On s'est rencontré dans ton atelier. C'est une belle rencontre, je m'en souviens assez bien. Tu nous parlais du prochain film sur lequel tu voulais travailler.
Tu nous parlais d'un serpent, de spirales et de musique orientale, on ne comprenait pas grand chose, mais on voyait déjà qu'il y avait une sorte d'imagination sans borne et un truc à la fois très, très sophistiqué et très low tech en même temps, qu’on a pu voir aussi dans ce que tu nous a montré, et on s’est dit que ça serait quand même génial de faire un projet avec Charlotte.

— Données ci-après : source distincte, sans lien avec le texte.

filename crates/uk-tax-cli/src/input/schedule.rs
use std::fs;

use uk_tax_core::schedule::ScheduleParams;
use uk_tax_core::{TaxYear, TaxYearSchedule};

use super::file;

/// Pick the schedule for this run.
///
/// `--schedule <file>` (JSON or YAML) wins over `--tax-year`; with neither
/// the current preset is used. Either way the schedule is validated here,
/// before any command runs.
pub fn resolve_schedule(
    tax_year: Option<&str>,
    path: Option<&str>,
) -> Result<TaxYearSchedule, Box<dyn std::error::Error>> {
    if let Some(path) = path {
        return load_schedule_file(path);
    }
    match tax_year {
        Some(label) => {
            let year: TaxYear = label.parse()?;
            Ok(TaxYearSchedule::for_tax_year(year)?)
        }
        None => Ok(TaxYearSchedule::default()),
    }
}

fn load_schedule_file(path: &str) -> Result<TaxYearSchedule, Box<dyn std::error::Error>> {
    let resolved = file::resolve_path(path)?;
    let p = resolved.as_path();
    let contents = fs::read_to_string(p)
        .map_err(|e| format!("Failed to read schedule '{}': {}", p.display(), e))?;

    let params: ScheduleParams = if file::is_yaml(p) {
        serde_yaml::from_str(&contents)
            .map_err(|e| format!("Failed to parse schedule '{}': {}", p.display(), e))?
    } else {
        serde_json::from_str(&contents)
            .map_err(|e| format!("Failed to parse schedule '{}': {}", p.display(), e))?
    };
    tracing::debug!(tax_year = %params.tax_year, path = %p.display(), "loaded schedule file");
    Ok(TaxYearSchedule::new(params)?)
}
use rust_decimal::Decimal;
use serde::{Deserialize, Serialize};
use std::time::Instant;

use crate::schedule::TaxYearSchedule;
use crate::types::{ensure_non_negative, ratio_or_zero, round_money, with_metadata, ComputationOutput, Money, Rate};
use crate::TaxResult;

#[derive(Debug, Clone, Serialize, Deserialize)]
pub struct CorporationTaxInput {
    pub profit: Money,
    #[serde(default)]
    pub schedule: TaxYearSchedule,
}

#[derive(Debug, Clone, Copy, PartialEq, Eq, Serialize, Deserialize)]
#[serde(rename_all = "snake_case")]
pub enum CorporationTaxRegime {
    SmallProfits,
    MarginalRelief,
    MainRate,
}

#[derive(Debug, Clone, PartialEq, Serialize, Deserialize)]
pub struct CorporationTaxOutput {
    pub profit: Money,
    pub regime: CorporationTaxRegime,
    pub tax: Money,
    /// Relief given against the main-rate charge (zero outside the relief band)
    pub marginal_relief: Money,
    pub effective_rate: Rate,
    pub profit_after_tax: Money,
}

#[derive(Debug, Clone)]
pub(crate) struct CorporationTaxComputation {
    pub regime: CorporationTaxRegime,
    pub tax: Money,
    pub marginal_relief: Money,
}

pub(crate) fn corporation_tax_liability(profit: Money, schedule: &TaxYearSchedule) -> CorporationTaxComputation {
    let ct = schedule.corporation_tax();
    let profit = profit.max(Decimal::ZERO);
    if profit <= ct.lower_limit {
        CorporationTaxComputation {
            regime: CorporationTaxRegime::SmallProfits,
            tax: profit * ct.small_profits_rate,
            marginal_relief: Decimal::ZERO,
        }
    } else if profit >= ct.upper_limit {
        CorporationTaxComputation {
            regime: CorporationTaxRegime::MainRate,
            tax: profit * ct.main_rate,
            marginal_relief: Decimal::ZERO,
        }
    } else {
        let marginal_relief = (ct.upper_limit - profit) * ct.marginal_relief_fraction;
        CorporationTaxComputation {
            regime: CorporationTaxRegime::MarginalRelief,
            tax: profit * ct.main_rate - marginal_relief,
            marginal_relief,
        }
    }
}

/// Rate on the next pound of profit. Inside the relief band the relief
/// shrinks as profit grows, so the marginal rate is `main + fraction`.
pub fn marginal_rate(profit: Money, schedule: &TaxYearSchedule) -> Rate {
    let ct = schedule.corporation_tax();
    if profit < ct.lower_limit {
        ct.small_profits_rate
    } else if profit >= ct.upper_limit {
        ct.main_rate
    } else {
        ct.main_rate + ct.marginal_relief_fraction
    }
}

pub fn compute_corporation_tax(
    profit: Money,
    schedule: &TaxYearSchedule,
) -> TaxResult<ComputationOutput<CorporationTaxOutput>> {
    let start = Instant::now();
    let mut warnings: Vec<String> = Vec::new();

    ensure_non_negative("profit", profit)?;

    let calc = corporation_tax_liability(profit, schedule);
    if calc.regime == CorporationTaxRegime::MarginalRelief && !schedule.marginal_relief_is_continuous() {
        let msg = format!(
            "Marginal relief fraction {} does not meet the small profits rate at the lower limit; the effective rate jumps at the boundary.",
            schedule.corporation_tax().marginal_relief_fraction
        );
        tracing::warn!("{msg}");
        warnings.push(msg);
    }

    let tax = round_money(calc.tax);
    let output = CorporationTaxOutput {
        profit: round_money(profit),
        regime: calc.regime,
        tax,
        marginal_relief: round_money(calc.marginal_relief),
        effective_rate: ratio_or_zero(calc.tax, profit),
        profit_after_tax: round_money(profit) - tax,
    };
    tracing::debug!(profit = %profit, regime = ?output.regime, tax = %output.tax, "computed corporation tax");

    let ct = schedule.corporation_tax();
    let elapsed = start.elapsed().as_micros() as u64;
    Ok(with_metadata(
        "Corporation tax: small profits rate, main rate, or marginal relief between the limits",
        &serde_json::json!({
            "profit": profit.to_string(),
            "tax_year": schedule.label(),
            "small_profits_rate": ct.small_profits_rate.to_string(),
            "main_rate": ct.main_rate.to_string(),
            "lower_limit": ct.lower_limit.to_string(),
            "upper_limit": ct.upper_limit.to_string(),
            "marginal_relief_fraction": ct.marginal_relief_fraction.to_string(),
        }),
        warnings,
        elapsed,
        output,
    ))
}
pub mod file;
pub mod schedule;
pub mod stdin;

use serde::de::DeserializeOwned;
use serde_json::Value;

use uk_tax_core::TaxYearSchedule;

/// JSON request from `--input <file>` or piped stdin, if either was given.
pub fn read_request(path: Option<&str>) -> Result<Option<Value>, Box<dyn std::error::Error>> {
    match path {
        Some(p) => Ok(Some(file::read_json_value(p)?)),
        None => stdin::read_stdin(),
    }
}

/// Deserialise a request, filling in `schedule` from the command line when
/// the request does not carry its own.
pub fn parse_request<T: DeserializeOwned>(
    mut value: Value,
    schedule: &TaxYearSchedule,
) -> Result<T, Box<dyn std::error::Error>> {
    if let Value::Object(map) = &mut value {
        if !map.contains_key("schedule") {
            map.insert("schedule".to_string(), serde_json::to_value(schedule)?);
        }
    }
    Ok(serde_json::from_value(value)?)
}
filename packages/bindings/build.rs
extern crate napi_build;

fn main() {
    napi_build::setup();
}
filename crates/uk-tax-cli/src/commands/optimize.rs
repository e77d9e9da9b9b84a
use clap::Args;
use rust_decimal::Decimal;
use serde_json::{Map, Value};

use uk_tax_core::optimizer::{self, OptimizeRequest, OptimizerSettings, TaxpayerFacts};
use uk_tax_core::TaxYearSchedule;

use crate::input;

/// Arguments for the allocation optimiser.
///
/// Only the flags that apply to the chosen archetype are read; the rest are
/// ignored. With `--input` the file holds `archetype`, the facts (inline or
/// under `facts`), and optionally `schedule` and `settings`.
#[derive(Args)]
pub struct OptimizeArgs {
    /// Path to JSON input file (overrides individual flags)
    #[arg(long)]
    pub input: Option<String>,

    /// director, sole_trader, company_owner or landlord
    #[arg(long)]
    pub archetype: Option<String>,

    #[arg(long)]
    pub salary: Option<Decimal>,
    #[arg(long)]
    pub dividends: Option<Decimal>,
    #[arg(long)]
    pub company_profit: Option<Decimal>,
    #[arg(long)]
    pub pension_contribution: Option<Decimal>,

    #[arg(long)]
    pub trading_income: Option<Decimal>,
    #[arg(long)]
    pub allowable_expenses: Option<Decimal>,
    #[arg(long)]
    pub capital_allowances: Option<Decimal>,

    #[arg(long)]
    pub rd_expenditure: Option<Decimal>,
    #[arg(long)]
    pub capital_investment: Option<Decimal>,

    #[arg(long)]
    pub rental_income: Option<Decimal>,
    #[arg(long)]
    pub mortgage_interest: Option<Decimal>,
    #[arg(long)]
    pub other_expenses: Option<Decimal>,
    /// Let is furnished (replacement of domestic items relief applies)
    #[arg(long)]
    pub furnished: bool,
    #[arg(long)]
    pub number_of_properties: Option<u32>,
    #[arg(long)]
    pub other_income: Option<Decimal>,
}

impl OptimizeArgs {
    fn facts_object(&self) -> Value {
        let mut map = Map::new();
        let money = [
            ("salary", self.salary),
            ("dividends", self.dividends),
            ("company_profit", self.company_profit),
            ("pension_contribution", self.pension_contribution),
            ("trading_income", self.trading_income),
            ("allowable_expenses", self.allowable_expenses),
            ("capital_allowances", self.capital_allowances),
            ("rd_expenditure", self.rd_expenditure),
            ("capital_investment", self.capital_investment),
            ("rental_income", self.rental_income),
            ("mortgage_interest", self.mortgage_interest),
            ("other_expenses", self.other_expenses),
            ("other_income", self.other_income),
        ];
        for (key, value) in money {
            if let Some(v) = value {
                map.insert(key.to_string(), Value::String(v.to_string()));
            }
        }
        if self.furnished {
            map.insert("is_furnished".to_string(), Value::Bool(true));
        }
        if let Some(n) = self.number_of_properties {
            map.insert("number_of_properties".to_string(), Value::from(n));
        }
        Value::Object(map)
    }
}

pub fn run_optimize(
    args: OptimizeArgs,
    schedule: &TaxYearSchedule,
) -> Result<Value, Box<dyn std::error::Error>> {
    let request = match input::read_request(args.input.as_deref())? {
        Some(mut data) => {
            if let Value::Object(map) = &mut data {
                if let Some(archetype) = &args.archetype {
                    map.entry("archetype")
                        .or_insert_with(|| Value::String(archetype.clone()));
                }
                if !map.contains_key("schedule") {
                    map.insert("schedule".to_string(), serde_json::to_value(schedule)?);
                }
            }
            OptimizeRequest::from_json(&data)?
        }
        None => {
            let archetype = args
                .archetype
                .as_deref()
                .ok_or("--archetype is required (or provide --input)")?;
            OptimizeRequest {
                facts: TaxpayerFacts::from_json(archetype, &args.facts_object())?,
                schedule: schedule.clone(),
                settings: OptimizerSettings::default(),
            }
        }
    };

    tracing::debug!(archetype = %request.facts.archetype(), "running optimiser");
    let result = optimizer::optimize(&request.facts, &request.schedule, &request.settings)?;
    Ok(serde_json::to_value(result)?)
}
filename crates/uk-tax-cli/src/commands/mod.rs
pub mod optimize;
pub mod reliefs;
pub mod schedule;
pub mod tax;
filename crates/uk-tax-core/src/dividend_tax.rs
use rust_decimal::Decimal;
use serde::{Deserialize, Serialize};
use std::time::Instant;

use crate::bands::{stack_on_bands, BandCalculation, TaxBand};
use crate::income_tax::{tapered_personal_allowance, ADDITIONAL_BAND, BASIC_BAND, HIGHER_BAND};
use crate::schedule::TaxYearSchedule;
use crate::types::{ensure_non_negative, ratio_or_zero, round_money, with_metadata, ComputationOutput, Money, Rate};
use crate::TaxResult;

#[derive(Debug, Clone, Serialize, Deserialize)]
pub struct DividendTaxInput {
    pub dividends: Money,
    #[serde(default)]
    pub other_income: Money,
    #[serde(default)]
    pub schedule: TaxYearSchedule,
}

#[derive(Debug, Clone, Default, PartialEq, Serialize, Deserialize)]
pub struct DividendBandPortion {
    pub rate: Rate,
    pub amount: Money,
    pub tax: Money,
}

#[derive(Debug, Clone, Default, PartialEq, Serialize, Deserialize)]
pub struct DividendBreakdown {
    pub basic: DividendBandPortion,
    pub higher: DividendBandPortion,
    pub additional: DividendBandPortion,
}

#[derive(Debug, Clone, PartialEq, Serialize, Deserialize)]
pub struct DividendTaxOutput {
    pub dividends: Money,
    pub other_income: Money,
    pub dividend_allowance_used: Money,
    pub taxable_dividends: Money,
    /// Taxable slice of `other_income` already sitting in the bands
    pub other_income_taxable: Money,
    pub breakdown_by_band: DividendBreakdown,
    pub dividend_tax: Money,
    pub effective_rate: Rate,
}

#[derive(Debug, Clone)]
pub(crate) struct DividendComputation {
    pub allowance_used: Money,
    pub other_income_taxable: Money,
    pub bands: BandCalculation,
}

impl DividendComputation {
    pub fn tax(&self) -> Money {
        self.bands.total_tax
    }
}

fn dividend_bands(schedule: &TaxYearSchedule) -> Vec<TaxBand> {
    let it = schedule.income_tax();
    let div = schedule.dividends();
    vec![
        TaxBand::new(
            BASIC_BAND,
            Some(it.basic_rate_threshold - it.personal_allowance),
            div.basic_rate,
        ),
        TaxBand::new(HIGHER_BAND, Some(it.additional_rate_threshold), div.higher_rate),
        TaxBand::new(ADDITIONAL_BAND, None, div.additional_rate),
    ]
}

pub(crate) fn dividend_tax_liability(
    dividends: Money,
    other_income: Money,
    schedule: &TaxYearSchedule,
) -> DividendComputation {
    let allowance_used = dividends.min(schedule.dividends().allowance);
    let taxable = dividends - allowance_used;
    let other_income_taxable =
        (other_income - tapered_personal_allowance(other_income, schedule)).max(Decimal::ZERO);
    let bands = stack_on_bands(other_income_taxable, taxable, &dividend_bands(schedule));
    DividendComputation {
        allowance_used,
        other_income_taxable,
        bands,
    }
}

/// Reads from an already rounded calculation so the portions add up.
fn portion(calc: &BandCalculation, label: &str, rate: Rate) -> DividendBandPortion {
    DividendBandPortion {
        rate,
        amount: calc.amount_in(label),
        tax: calc.tax_in(label),
    }
}

/// Dividend tax on `dividends`, stacked on top of `other_income`.
///
/// The dividend allowance comes off first. What remains is placed into
/// whatever basic and higher band capacity other income has left, and the
/// rest falls in the additional band.
pub fn compute_dividend_tax(
    dividends: Money,
    other_income: Money,
    schedule: &TaxYearSchedule,
) -> TaxResult<ComputationOutput<DividendTaxOutput>> {
    let start = Instant::now();

    ensure_non_negative("dividends", dividends)?;
    ensure_non_negative("other_income", other_income)?;

    let calc = dividend_tax_liability(dividends, other_income, schedule);
    let div = schedule.dividends();
    let rounded = calc.bands.rounded();
    let breakdown_by_band = DividendBreakdown {
        basic: portion(&rounded, BASIC_BAND, div.basic_rate),
        higher: portion(&rounded, HIGHER_BAND, div.higher_rate),
        additional: portion(&rounded, ADDITIONAL_BAND, div.additional_rate),
    };
    let output = DividendTaxOutput {
        dividends: round_money(dividends),
        other_income: round_money(other_income),
        dividend_allowance_used: round_money(calc.allowance_used),
        taxable_dividends: rounded.taxable_base,
        other_income_taxable: round_money(calc.other_income_taxable),
        breakdown_by_band,
        dividend_tax: rounded.total_tax,
        effective_rate: ratio_or_zero(calc.tax(), dividends),
    };
    tracing::debug!(
        dividends = %dividends,
        other_income = %other_income,
        dividend_tax = %output.dividend_tax,
        "computed dividend tax"
    );

    let elapsed = start.elapsed().as_micros() as u64;
    Ok(with_metadata(
        "Dividend tax: allowance first, then remaining band capacity after other income",
        &serde_json::json!({
            "dividends": dividends.to_string(),
            "other_income": other_income.to_string(),
            "tax_year": schedule.label(),
            "dividend_allowance": div.allowance.to_string(),
        }),
        Vec::new(),
        elapsed,
        output,
    ))
}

Et donc, voilà, on t’a fait cette proposition et tu as commencé à nous envoyer des idées et très vite, tu nous a proposé de faire un projet sur la télévision et sur la culture générale. J'ai trouvé ça génial parce que c'est un concept qui m’est un peu alien, parce que j'habite en Angleterre depuis une vingtaine d'années maintenant, et ce concept n'existe pas vraiment de la même manière en France. La traduction littérale de culture générale, c'est “general knowledge" qui se traduirait comme un “savoir général”, ce qui n'est pas la même chose. “general knowledge”, c'est ce qui va être proposé dans les écoles primaires. C'est ce qu'on voit dans les jeux ou dans les quizz télévisées. C'est ce qu'on trouve dans le trivial pursuit version classique. Mais à part ça, le “general knowledge” est beaucoup moins central que la culture générale. Ça m'a intrigué comme une chose qui me semblait à la fois passée, parce que ça appartenait aussi à mon passé français, mais aussi très connecté à ces émissions de télévision qui me semblaient totalement énigmatiques à l'époque, quand j'étais enfant, comme par exemple “Bouillon de culture”. Et donc ça m'a beaucoup plu et on a discuté un peu de ces idées. et très vite, tu nous a parlé de L'assiette anglaise.
Charlotte Khouri
Merci Anna. Oui, en effet, tu as très bien amené tout le parcours qui m'a amené à découvrir L'assiette anglaise, parce que c'est grâce à votre invitation aussi que je me suis penchée sur les formats télévisuels qui ont existé dans les années 80s-90s, c'est vraiment les années explosives.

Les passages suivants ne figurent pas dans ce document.